> _TASK GOAL_: Return every entry below without altering a word.

========================

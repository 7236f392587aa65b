//! Transport framing for the agent event stream.
//!
//! Every item is one JSON object discriminated by `type`. The shapes follow
//! the Anthropic streaming format closely enough that provider events can
//! be forwarded as-is, plus a few runtime-level markers (`panel_update`,
//! `done`, `aborted`).

use serde::{Deserialize, Serialize};
use serde_json::Value;

use crate::panel::PanelUpdate;

/// One item in the merged stream.
#[derive(Debug, Clone, PartialEq, Serialize, Deserialize)]
#[serde(tag = "type", rename_all = "snake_case")]
pub enum StreamMessage {
    /// Incremental provider event.
    StreamEvent {
        /// The event.
        event: StreamEvent,
    },
    /// A complete model turn.
    Assistant {
        /// Turn content.
        message: MessageContent,
    },
    /// Tool results fed back to the model.
    User {
        /// Turn content.
        message: MessageContent,
    },
    /// Panel mutations produced by sandboxed code.
    PanelUpdate {
        /// Updates in production order.
        #[serde(rename = "panelUpdates")]
        panel_updates: Vec<PanelUpdate>,
    },
    /// Terminal failure.
    Error {
        /// Human-readable description.
        error: String,
    },
    /// The provider finished the conversation turn.
    Result {
        /// Why the provider stopped.
        #[serde(default, skip_serializing_if = "Option::is_none")]
        stop_reason: Option<String>,
    },
    /// The stream completed normally.
    Done,
    /// The stream was cancelled.
    Aborted,
    /// Any type this build does not know.
    #[serde(other)]
    Unknown,
}

impl StreamMessage {
    /// A `stream_event` carrying a text delta.
    pub fn text_delta(index: usize, text: impl Into<String>) -> Self {
        StreamMessage::StreamEvent {
            event: StreamEvent::ContentBlockDelta {
                index,
                delta: Delta::TextDelta { text: text.into() },
            },
        }
    }

    /// A `stream_event` announcing a tool call.
    pub fn tool_use_start(index: usize, id: impl Into<String>, name: impl Into<String>) -> Self {
        StreamMessage::StreamEvent {
            event: StreamEvent::ContentBlockStart {
                index,
                content_block: ContentPart::ToolUse {
                    id: id.into(),
                    name: name.into(),
                    input: Value::Object(Default::default()),
                },
            },
        }
    }

    /// A complete assistant turn.
    pub fn assistant(content: Vec<ContentPart>) -> Self {
        StreamMessage::Assistant {
            message: MessageContent { content },
        }
    }

    /// A user turn carrying tool results.
    pub fn user(content: Vec<ContentPart>) -> Self {
        StreamMessage::User {
            message: MessageContent { content },
        }
    }

    /// Whether nothing may follow this message.
    pub fn is_terminal(&self) -> bool {
        matches!(
            self,
            StreamMessage::Error { .. } | StreamMessage::Done | StreamMessage::Aborted
        )
    }
}

/// Incremental provider events.
#[derive(Debug, Clone, PartialEq, Serialize, Deserialize)]
#[serde(tag = "type", rename_all = "snake_case")]
pub enum StreamEvent {
    /// A content block opened.
    ContentBlockStart {
        /// Block position within the turn.
        #[serde(default)]
        index: usize,
        /// Initial block content.
        content_block: ContentPart,
    },
    /// A content block grew.
    ContentBlockDelta {
        /// Block position within the turn.
        #[serde(default)]
        index: usize,
        /// The increment.
        delta: Delta,
    },
    /// Any event the accumulator ignores.
    #[serde(other)]
    Other,
}

/// Content block increments.
#[derive(Debug, Clone, PartialEq, Serialize, Deserialize)]
#[serde(tag = "type", rename_all = "snake_case")]
pub enum Delta {
    /// More prose.
    TextDelta {
        /// Appended text.
        text: String,
    },
    /// More tool input JSON.
    InputJsonDelta {
        /// Appended JSON fragment.
        partial_json: String,
    },
    /// Any delta the accumulator ignores.
    #[serde(other)]
    Other,
}

/// The `message` of an `assistant` or `user` item.
#[derive(Debug, Clone, Default, PartialEq, Serialize, Deserialize)]
pub struct MessageContent {
    /// Typed blocks.
    #[serde(default)]
    pub content: Vec<ContentPart>,
}

/// A typed block inside a message.
#[derive(Debug, Clone, PartialEq, Serialize, Deserialize)]
#[serde(tag = "type", rename_all = "snake_case")]
pub enum ContentPart {
    /// Prose.
    Text {
        /// The text.
        text: String,
    },
    /// A tool invocation.
    ToolUse {
        /// Provider-issued call ID.
        id: String,
        /// Tool name.
        name: String,
        /// Tool input.
        #[serde(default)]
        input: Value,
    },
    /// The outcome of a tool invocation.
    ToolResult {
        /// ID of the `tool_use` this answers.
        tool_use_id: String,
        /// Result payload.
        content: ToolResultContent,
        /// Whether the tool failed.
        #[serde(default, skip_serializing_if = "std::ops::Not::not")]
        is_error: bool,
    },
    /// Any block type the runtime ignores.
    #[serde(other)]
    Other,
}

/// A tool result is either plain text or a list of blocks.
#[derive(Debug, Clone, PartialEq, Serialize, Deserialize)]
#[serde(untagged)]
pub enum ToolResultContent {
    /// Plain text.
    Text(String),
    /// Segmented content.
    Parts(Vec<ContentPart>),
}

impl ToolResultContent {
    /// The textual content, segments joined by newlines.
    pub fn text(&self) -> String {
        match self {
            ToolResultContent::Text(text) => text.clone(),
            ToolResultContent::Parts(parts) => parts
                .iter()
                .filter_map(|part| match part {
                    ContentPart::Text { text } => Some(text.as_str()),
                    _ => None,
                })
                .collect::<Vec<_>>()
                .join("\n"),
        }
    }
}

#[cfg(test)]
#[allow(clippy::unwrap_used)]
mod tests {
    use serde_json::json;

    use super::*;

    #[test]
    fn test_parses_stream_event() {
        let raw = json!({
            "type": "stream_event",
            "event": {
                "type": "content_block_delta",
                "index": 0,
                "delta": { "type": "text_delta", "text": "Hel" }
            }
        });
        let message: StreamMessage = serde_json::from_value(raw).unwrap();
        assert_eq!(message, StreamMessage::text_delta(0, "Hel"));
    }

    #[test]
    fn test_parses_tool_result_forms() {
        let raw = json!({
            "type": "user",
            "message": { "content": [
                { "type": "tool_result", "tool_use_id": "t1", "content": "plain" },
                { "type": "tool_result", "tool_use_id": "t2", "is_error": true,
                  "content": [{ "type": "text", "text": "a" }, { "type": "text", "text": "b" }] }
            ]}
        });
        let StreamMessage::User { message } = serde_json::from_value(raw).unwrap() else {
            panic!("expected user message");
        };
        let texts: Vec<_> = message
            .content
            .iter()
            .map(|part| match part {
                ContentPart::ToolResult { content, is_error, .. } => (content.text(), *is_error),
                other => panic!("unexpected {other:?}"),
            })
            .collect();
        assert_eq!(texts, vec![("plain".to_string(), false), ("a\nb".to_string(), true)]);
    }

    #[test]
    fn test_panel_update_uses_camel_case_key() {
        let message = StreamMessage::PanelUpdate { panel_updates: vec![] };
        assert_eq!(
            serde_json::to_value(&message).unwrap(),
            json!({ "type": "panel_update", "panelUpdates": [] })
        );
    }

    #[test]
    fn test_unknown_types_are_tolerated() {
        let message: StreamMessage = serde_json::from_value(json!({ "type": "ping" })).unwrap();
        assert_eq!(message, StreamMessage::Unknown);

        let event: StreamEvent =
            serde_json::from_value(json!({ "type": "message_delta", "delta": {} })).unwrap();
        assert_eq!(event, StreamEvent::Other);
    }

    #[test]
    fn test_terminal_markers() {
        assert!(StreamMessage::Done.is_terminal());
        assert!(StreamMessage::Aborted.is_terminal());
        assert!(!StreamMessage::Result { stop_reason: None }.is_terminal());
    }
}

========================

> _FINISHED EXERCISE_:
repository 7236f392587aa65b
//! Transport framing for the agent event stream.
//!
//! Every item is one JSON object discriminated by `type`. The shapes follow
//! the Anthropic streaming format closely enough that provider events can
//! be forwarded as-is, plus a few runtime-level markers (`panel_update`,
//! `done`, `aborted`).

use serde::{Deserialize, Serialize};
use serde_json::Value;

use crate::panel::PanelUpdate;

/// One item in the merged stream.
#[derive(Debug, Clone, PartialEq, Serialize, Deserialize)]
#[serde(tag = "type", rename_all = "snake_case")]
pub enum StreamMessage {
    /// Incremental provider event.
    StreamEvent {
        /// The event.
        event: StreamEvent,
    },
    /// A complete model turn.
    Assistant {
        /// Turn content.
        message: MessageContent,
    },
    /// Tool results fed back to the model.
    User {
        /// Turn content.
        message: MessageContent,
    },
    /// Panel mutations produced by sandboxed code.
    PanelUpdate {
        /// Updates in production order.
        #[serde(rename = "panelUpdates")]
        panel_updates: Vec<PanelUpdate>,
    },
    /// Terminal failure.
    Error {
        /// Human-readable description.
        error: String,
    },
    /// The provider finished the conversation turn.
    Result {
        /// Why the provider stopped.
        #[serde(default, skip_serializing_if = "Option::is_none")]
        stop_reason: Option<String>,
    },
    /// The stream completed normally.
    Done,
    /// The stream was cancelled.
    Aborted,
    /// Any type this build does not know.
    #[serde(other)]
    Unknown,
}

impl StreamMessage {
    /// A `stream_event` carrying a text delta.
    pub fn text_delta(index: usize, text: impl Into<String>) -> Self {
        StreamMessage::StreamEvent {
            event: StreamEvent::ContentBlockDelta {
                index,
                delta: Delta::TextDelta { text: text.into() },
            },
        }
    }

    /// A `stream_event` announcing a tool call.
    pub fn tool_use_start(index: usize, id: impl Into<String>, name: impl Into<String>) -> Self {
        StreamMessage::StreamEvent {
            event: StreamEvent::ContentBlockStart {
                index,
                content_block: ContentPart::ToolUse {
                    id: id.into(),
                    name: name.into(),
                    input: Value::Object(Default::default()),
                },
            },
        }
    }

    /// A complete assistant turn.
    pub fn assistant(content: Vec<ContentPart>) -> Self {
        StreamMessage::Assistant {
            message: MessageContent { content },
        }
    }

    /// A user turn carrying tool results.
    pub fn user(content: Vec<ContentPart>) -> Self {
        StreamMessage::User {
            message: MessageContent { content },
        }
    }

    /// Whether nothing may follow this message.
    pub fn is_terminal(&self) -> bool {
        matches!(
            self,
            StreamMessage::Error { .. } | StreamMessage::Done | StreamMessage::Aborted
        )
    }
}

/// Incremental provider events.
#[derive(Debug, Clone, PartialEq, Serialize, Deserialize)]
#[serde(tag = "type", rename_all = "snake_case")]
pub enum StreamEvent {
    /// A content block opened.
    ContentBlockStart {
        /// Block position within the turn.
        #[serde(default)]
        index: usize,
        /// Initial block content.
        content_block: ContentPart,
    },
    /// A content block grew.
    ContentBlockDelta {
        /// Block position within the turn.
        #[serde(default)]
        index: usize,
        /// The increment.
        delta: Delta,
    },
    /// Any event the accumulator ignores.
    #[serde(other)]
    Other,
}

/// Content block increments.
#[derive(Debug, Clone, PartialEq, Serialize, Deserialize)]
#[serde(tag = "type", rename_all = "snake_case")]
pub enum Delta {
    /// More prose.
    TextDelta {
        /// Appended text.
        text: String,
    },
    /// More tool input JSON.
    InputJsonDelta {
        /// Appended JSON fragment.
        partial_json: String,
    },
    /// Any delta the accumulator ignores.
    #[serde(other)]
    Other,
}

/// The `message` of an `assistant` or `user` item.
#[derive(Debug, Clone, Default, PartialEq, Serialize, Deserialize)]
pub struct MessageContent {
    /// Typed blocks.
    #[serde(default)]
    pub content: Vec<ContentPart>,
}

/// A typed block inside a message.
#[derive(Debug, Clone, PartialEq, Serialize, Deserialize)]
#[serde(tag = "type", rename_all = "snake_case")]
pub enum ContentPart {
    /// Prose.
    Text {
        /// The text.
        text: String,
    },
    /// A tool invocation.
    ToolUse {
        /// Provider-issued call ID.
        id: String,
        /// Tool name.
        name: String,
        /// Tool input.
        #[serde(default)]
        input: Value,
    },
    /// The outcome of a tool invocation.
    ToolResult {
        /// ID of the `tool_use` this answers.
        tool_use_id: String,
        /// Result payload.
        content: ToolResultContent,
        /// Whether the tool failed.
        #[serde(default, skip_serializing_if = "std::ops::Not::not")]
        is_error: bool,
    },
    /// Any block type the runtime ignores.
    #[serde(other)]
    Other,
}

/// A tool result is either plain text or a list of blocks.
#[derive(Debug, Clone, PartialEq, Serialize, Deserialize)]
#[serde(untagged)]
pub enum ToolResultContent {
    /// Plain text.
    Text(String),
    /// Segmented content.
    Parts(Vec<ContentPart>),
}

impl ToolResultContent {
    /// The textual content, segments joined by newlines.
    pub fn text(&self) -> String {
        match self {
            ToolResultContent::Text(text) => text.clone(),
            ToolResultContent::Parts(parts) => parts
                .iter()
                .filter_map(|part| match part {
                    ContentPart::Text { text } => Some(text.as_str()),
                    _ => None,
                })
                .collect::<Vec<_>>()
                .join("\n"),
        }
    }
}

#[cfg(test)]
#[allow(clippy::unwrap_used)]
mod tests {
    use serde_json::json;

    use super::*;

    #[test]
    fn test_parses_stream_event() {
        let raw = json!({
            "type": "stream_event",
            "event": {
                "type": "content_block_delta",
                "index": 0,
                "delta": { "type": "text_delta", "text": "Hel" }
            }
        });
        let message: StreamMessage = serde_json::from_value(raw).unwrap();
        assert_eq!(message, StreamMessage::text_delta(0, "Hel"));
    }

    #[test]
    fn test_parses_tool_result_forms() {
        let raw = json!({
            "type": "user",
            "message": { "content": [
                { "type": "tool_result", "tool_use_id": "t1", "content": "plain" },
                { "type": "tool_result", "tool_use_id": "t2", "is_error": true,
                  "content": [{ "type": "text", "text": "a" }, { "type": "text", "text": "b" }] }
            ]}
        });
        let StreamMessage::User { message } = serde_json::from_value(raw).unwrap() else {
            panic!("expected user message");
        };
        let texts: Vec<_> = message
            .content
            .iter()
            .map(|part| match part {
                ContentPart::ToolResult { content, is_error, .. } => (content.text(), *is_error),
                other => panic!("unexpected {other:?}"),
            })
            .collect();
        assert_eq!(texts, vec![("plain".to_string(), false), ("a\nb".to_string(), true)]);
    }

    #[test]
    fn test_panel_update_uses_camel_case_key() {
        let message = StreamMessage::PanelUpdate { panel_updates: vec![] };
        assert_eq!(
            serde_json::to_value(&message).unwrap(),
            json!({ "type": "panel_update", "panelUpdates": [] })
        );
    }

    #[test]
    fn test_unknown_types_are_tolerated() {
        let message: StreamMessage = serde_json::from_value(json!({ "type": "ping" })).unwrap();
        assert_eq!(message, StreamMessage::Unknown);

        let event: StreamEvent =
            serde_json::from_value(json!({ "type": "message_delta", "delta": {} })).unwrap();
        assert_eq!(event, StreamEvent::Other);
    }

    #[test]
    fn test_terminal_markers() {
        assert!(StreamMessage::Done.is_terminal());
        assert!(StreamMessage::Aborted.is_terminal());
        assert!(!StreamMessage::Result { stop_reason: None }.is_terminal());
    }
}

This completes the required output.